Any object can be examined by testing it to see at what point it stops being itself and starts being something else. It's an OOO way of reading a poem, for instance. Try as hard as you can to turn “Twinkle Twinkle Little Star” into Macbeth. How many steps do you need? At what point is it totally ambiguous whether you're looking at a distorted version of “Twinkle” or at a distorted version of Macbeth?
Just like an optometrist, I take ambiguity to be a symptom of some kind of accuracy. Once you get down to the level of “is it number one or number two” (where the optometrist is rotating two very slightly different prescriptions, but so subtle you can hardly tell), you are finding out something accurate about how you see.
Autocorrect operates in the same region. Autocorrect changes what you type to match some other word, of which your typing is taken to be a distortion.
Now this becomes trouble when you are good enough at writing to want to distort some words, and autocorrect keeps pulling your word back into the gravity well of expected spellings.
And this gravity well keeps getting stronger and stronger. At some point, it becomes impossible to type what you want to type, and autocorrect stops being autocorrect. Autocorrect itself has been distorted into something it isn't: a mashup app that just distorts what you write, without rhyme or reason--in the name of reason!
Take note Autocorrect designers: autocorrect is about to exit its usefulness region for some frequent users. Perhaps soon all users will be affected. Imagine autocorrect tweaked to the point where someone who can't spell at all can write a decent letter, but you, who can spell quite a lot, end up with complete gibberish.
I'm saying this because the newest versions of Google and Word is as aggressive as my iPhone now is. I can't type Derrida's word différance normally (left to write, in a couple of seconds). I need to go back and re-enter the e-acute and the /a/. If I treat the word as a vector (i.e. normally again, as part of a sentence with a certain spatial and temporal direction, left to right and then to now), I actually can't type it, because it keeps turning back into difference.
Autocorrect has now made it impossible to distinguish between speech and writing--which was the precise point of Derrida's deliberate misspelling, to create a word that looked one way and sounded another, with an unpronounceable difference between them.

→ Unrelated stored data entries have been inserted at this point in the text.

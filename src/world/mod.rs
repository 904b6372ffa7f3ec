pub mod components;
pub mod crosshair;
pub mod interaction;
pub mod setup;

use bevy::prelude::*;

pub use components::{
    matches_reserved, Interactable, InteractableMeta, InteractableRegistry, GIFT_PREFIX,
    TRIGGER_PREFIX,
};
pub use interaction::{HoverChanged, HoverState, Interact};

use crate::game_state::{AppState, SimSet};
use crosshair::{hide_crosshair, setup_crosshair, show_crosshair};
use interaction::detect_interactable;
use setup::{register_interactables, setup_world};

// Room dimensions
pub const ROOM_WIDTH: f32 = 12.0;
pub const ROOM_DEPTH: f32 = 12.0;
pub const ROOM_HEIGHT: f32 = 5.0;
pub const WALL_THICKNESS: f32 = 0.2;

fn registry_not_ready(registry: Res<InteractableRegistry>) -> bool {
    !registry.is_ready()
}

pub struct WorldPlugin;

impl Plugin for WorldPlugin {
    fn build(&self, app: &mut App) {
        app.init_resource::<InteractableRegistry>()
            .init_resource::<HoverState>()
            .add_event::<HoverChanged>()
            .add_event::<Interact>()
            .add_systems(Startup, (setup_world, setup_crosshair))
            .add_systems(OnEnter(AppState::Cinematic), hide_crosshair)
            .add_systems(OnExit(AppState::Cinematic), show_crosshair)
            .add_systems(
                Update,
                (
                    register_interactables.run_if(registry_not_ready),
                    detect_interactable.run_if(in_state(AppState::Exploring)),
                )
                    .chain()
                    .in_set(SimSet::Interaction),
            );
    }
}
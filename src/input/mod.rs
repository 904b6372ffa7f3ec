use bevy::input::mouse::{MouseMotion, MouseWheel};
use bevy::input::InputSystem;
use bevy::prelude::*;
use bevy::window::{CursorGrabMode, PrimaryWindow};

/// Per-frame input snapshot read by every simulation system.
///
/// Gathered once at the top of the frame so the rest of the core never
/// touches raw device events, which keeps the per-frame logic testable.
#[derive(Resource, Default, Debug, Clone)]
pub struct PlayerInput {
    pub forward: bool,
    pub backward: bool,
    pub left: bool,
    pub right: bool,
    pub run: bool,
    pub jump: bool,
    /// Interact key held this frame; edge detection lives in the detector.
    pub interact: bool,
    pub respawn: bool,
    /// Cinematic trigger key press edge (F).
    pub cinematic_pressed: bool,
    /// Accumulated pointer/touch-drag delta this frame, in pixels.
    pub look_delta: Vec2,
    /// Accumulated wheel + pinch zoom delta this frame.
    pub zoom_delta: f32,
    /// Cursor is grabbed by the window.
    pub pointer_locked: bool,
    /// Cursor is over the window surface.
    pub hovering: bool,
}

pub struct InputPlugin;

impl Plugin for InputPlugin {
    fn build(&self, app: &mut App) {
        app.init_resource::<PlayerInput>()
            .add_systems(PreUpdate, gather_input.after(InputSystem));
    }
}

/// Builds the [`PlayerInput`] snapshot from keyboard, mouse and touch state.
pub fn gather_input(
    keyboard: Res<ButtonInput<KeyCode>>,
    touches: Res<Touches>,
    mut mouse_motion: EventReader<MouseMotion>,
    mut mouse_wheel: EventReader<MouseWheel>,
    windows: Query<&Window, With<PrimaryWindow>>,
    mut input: ResMut<PlayerInput>,
) {
    input.forward = keyboard.any_pressed([KeyCode::KeyW, KeyCode::ArrowUp]);
    input.backward = keyboard.any_pressed([KeyCode::KeyS, KeyCode::ArrowDown]);
    input.left = keyboard.any_pressed([KeyCode::KeyA, KeyCode::ArrowLeft]);
    input.right = keyboard.any_pressed([KeyCode::KeyD, KeyCode::ArrowRight]);
    input.run = keyboard.any_pressed([KeyCode::ShiftLeft, KeyCode::ShiftRight]);
    input.jump = keyboard.pressed(KeyCode::Space);
    input.interact = keyboard.pressed(KeyCode::KeyE);
    input.respawn = keyboard.pressed(KeyCode::KeyR);
    input.cinematic_pressed = keyboard.just_pressed(KeyCode::KeyF);

    let mut look = Vec2::ZERO;
    for event in mouse_motion.read() {
        look += event.delta;
    }

    let mut zoom = 0.0;
    for event in mouse_wheel.read() {
        zoom -= event.y;
    }

    // Touch: one finger drags the view, two fingers pinch-zoom.
    let active: Vec<_> = touches.iter().collect();
    match active.as_slice() {
        [touch] => look += touch.delta(),
        [a, b] => {
            let now = a.position().distance(b.position());
            let before = a.previous_position().distance(b.previous_position());
            zoom -= now - before;
        }
        _ => {}
    }
    input.look_delta = look;
    input.zoom_delta = zoom;

    if let Ok(window) = windows.get_single() {
        input.pointer_locked = window.cursor_options.grab_mode != CursorGrabMode::None;
        input.hovering = window.cursor_position().is_some();
    } else {
        input.pointer_locked = false;
        input.hovering = false;
    }
}

#[cfg(test)]
mod tests {
    use super::*;

    #[test]
    fn snapshot_defaults_to_neutral() {
        let input = PlayerInput::default();
        assert!(!input.forward && !input.interact && !input.jump);
        assert_eq!(input.look_delta, Vec2::ZERO);
        assert_eq!(input.zoom_delta, 0.0);
    }
}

Autocorrect is logocentrism in action, pulling words into a shape determined by some strange attractor of correctness outside the sentence.
Autocorrect is ruining the ability to write. In order to facilitate the ability to write. Autoimmunity anyone? The very attempt to produce smooth functioning has made writing incredibly unsmooth and vorhanden. Why, just last year I was able to type différance with ease. Jesus, that last time I tried to paste it, and simply hitting the space bar caused it to “correct” into difference.
What can we conclude? Well at least we can conclude that language really isn't and can't be logocentric, just as Derrida argued. It only works if it's shifty and fluid and capable of being broken and rearranged.
Also, it's like that joke about the totalitarian country. I tell you that because of censorship, I'll write to you in blue ink if I'm under surveillance, being persecuted, etc. I write you a lovely positive letter in black ink. The last sentence reads “Everything is wonderful; the only problem is, I can't find any blue ink.”
I now have to use all kinds of manual tricks to turn the black ink into deconstructive blue ink. Despite the fact that language is a blue-inky kind of a deal. Such is the state of autocorrect.
1 comment:
It's not this easy in every realm, but...
1. Open System Preferences (choose Apple > System Preferences).
2. Choose Keyboards.
3. Click the Text tab.
4. Deselect the tick in Correct Spelling Automatically.
If there were such a thing as artificial intelligence, you could specify that auto-correct should only correct spelling when it's appropriate and desired.